The coasts of Britain, Ireland and the North of France were divided for the purpose into six "districts". They comprised West-central, Southwest and South-east England, the East Coast of England, and the coasts of Scotland and Ireland. A daily "two-day opinion" was provided for each district, and promulgated to the major ports by the newly invented electric telegraph.

However, marine forecasts have changed over the years. The districts now are gone - or at least they have been rearranged. Nowadays, the sea area forecast you hear from RTE refers to a strip of water about 35 miles around the coast of Ireland. This strip is subdivided by referring to headlands around the coast, identifying in detail the zone to which the forecast refers.

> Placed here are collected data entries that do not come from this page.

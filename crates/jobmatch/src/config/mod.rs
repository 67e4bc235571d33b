use std::env;
use std::fmt;
use std::net::{IpAddr, SocketAddr};

/// Distinguishes runtime behavior for different stages of the service.
#[derive(Debug, Clone, Copy, PartialEq, Eq)]
pub enum AppEnvironment {
    Development,
    Test,
    Production,
}

impl AppEnvironment {
    fn from_str(value: &str) -> Self {
        match value.trim().to_ascii_lowercase().as_str() {
            "prod" | "production" => Self::Production,
            "test" | "ci" => Self::Test,
            _ => Self::Development,
        }
    }
}

/// Top-level configuration for the matching service.
#[derive(Debug, Clone)]
pub struct AppConfig {
    pub environment: AppEnvironment,
    pub server: ServerConfig,
    pub telemetry: TelemetryConfig,
}

impl AppConfig {
    pub fn load() -> Result<Self, ConfigError> {
        dotenvy::dotenv().ok();

        let environment = AppEnvironment::from_str(
            &env::var("APP_ENV").unwrap_or_else(|_| "development".to_string()),
        );

        let host = env::var("APP_HOST").unwrap_or_else(|_| "127.0.0.1".to_string());
        let port = env::var("APP_PORT")
            .unwrap_or_else(|_| "3000".to_string())
            .parse::<u16>()
            .map_err(|_| ConfigError::InvalidPort)?;

        let log_level = env::var("APP_LOG_LEVEL").unwrap_or_else(|_| "info".to_string());

        Ok(Self {
            environment,
            server: ServerConfig { host, port },
            telemetry: TelemetryConfig { log_level },
        })
    }
}

/// Settings controlling the HTTP server binding.
#[derive(Debug, Clone)]
pub struct ServerConfig {
    pub host: String,
    pub port: u16,
}

impl ServerConfig {
    pub fn socket_addr(&self) -> Result<SocketAddr, ConfigError> {
        if self.host.eq_ignore_ascii_case("localhost") {
            return Ok(SocketAddr::new(IpAddr::from([127, 0, 0, 1]), self.port));
        }

        let ip: IpAddr = self
            .host
            .parse()
            .map_err(|source| ConfigError::InvalidHost { source })?;

        Ok(SocketAddr::new(ip, self.port))
    }
}

/// Tracing controls.
#[derive(Debug, Clone)]
pub struct TelemetryConfig {
    pub log_level: String,
}

#[derive(Debug)]
pub enum ConfigError {
    InvalidPort,
    InvalidHost { source: std::net::AddrParseError },
}

impl fmt::Display for ConfigError {
    fn fmt(&self, f: &mut fmt::Formatter<'_>) -> fmt::Result {
        match self {
            ConfigError::InvalidPort => write!(f, "APP_PORT must be a valid u16"),
            ConfigError::InvalidHost { .. } => {
                write!(f, "APP_HOST must parse to an IPv4 or IPv6 address")
            }
        }
    }
}

impl std::error::Error for ConfigError {
    fn source(&self) -> Option<&(dyn std::error::Error + 'static)> {
        match self {
            ConfigError::InvalidPort => None,
            ConfigError::InvalidHost { source } => Some(source),
        }
    }
}

#[cfg(test)]
mod tests {
    use super::*;
    use std::env;
    use std::sync::{Mutex, OnceLock};

    fn env_guard() -> &'static Mutex<()> {
        static GUARD: OnceLock<Mutex<()>> = OnceLock::new();
        GUARD.get_or_init(|| Mutex::new(()))
    }

    fn reset_env() {
        env::remove_var("APP_ENV");
        env::remove_var("APP_HOST");
        env::remove_var("APP_PORT");
        env::remove_var("APP_LOG_LEVEL");
    }

    #[test]
    fn load_uses_defaults_when_env_missing() {
        let _lock = env_guard().lock().expect("env mutex poisoned");
        reset_env();
        let config = AppConfig::load().expect("config loads with defaults");
        assert_eq!(config.environment, AppEnvironment::Development);
        assert_eq!(config.server.host, "127.0.0.1");
        assert_eq!(config.server.port, 3000);
        assert_eq!(config.telemetry.log_level, "info");
    }

    #[test]
    fn rejects_non_numeric_port() {
        let _lock = env_guard().lock().expect("env mutex poisoned");
        reset_env();
        env::set_var("APP_PORT", "not-a-port");
        let result = AppConfig::load();
        env::remove_var("APP_PORT");
        assert!(matches!(result, Err(ConfigError::InvalidPort)));
    }

    #[test]
    fn accepts_localhost_host() {
        let _lock = env_guard().lock().expect("env mutex poisoned");
        reset_env();
        env::set_var("APP_HOST", "localhost");
        let config = AppConfig::load().expect("config loads");
        env::remove_var("APP_HOST");
        let addr = config.server.socket_addr().expect("localhost resolves");
        assert_eq!(addr, SocketAddr::new(IpAddr::from([127, 0, 0, 1]), 3000));
    }
}
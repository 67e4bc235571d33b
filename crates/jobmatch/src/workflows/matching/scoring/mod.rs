mod config;
mod rules;

pub use config::ScoringConfig;
pub(crate) use rules::score_job;

use serde::{Deserialize, Serialize};

/// Factors permitted in the ranking rubric.
#[derive(Debug, Clone, Copy, PartialEq, Eq, Serialize, Deserialize)]
#[serde(rename_all = "snake_case")]
pub enum ScoreFactor {
    SkillOverlap,
    KeywordRelevance,
    ExperienceAlignment,
    Recency,
}

/// Discrete contribution to a job's rank, allowing transparent audits.
#[derive(Debug, Clone, PartialEq, Serialize, Deserialize)]
pub struct ScoreComponent {
    pub factor: ScoreFactor,
    pub score: i16,
    pub notes: String,
}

The equivalent in Britain is called the Shipping Forecast. The British authorities have a formal responsibility to provide weather information to shipping far out into the Atlantic. The scheme was designed in the 1920s, and now divides the zone of interest into 31 "sea areas" of varying sizes; forecasts are provided for each of them in a clockwise sequence around the islands of Britain and Ireland, and covering a roughly triangular region bounded by Iceland, Norway and Portugal.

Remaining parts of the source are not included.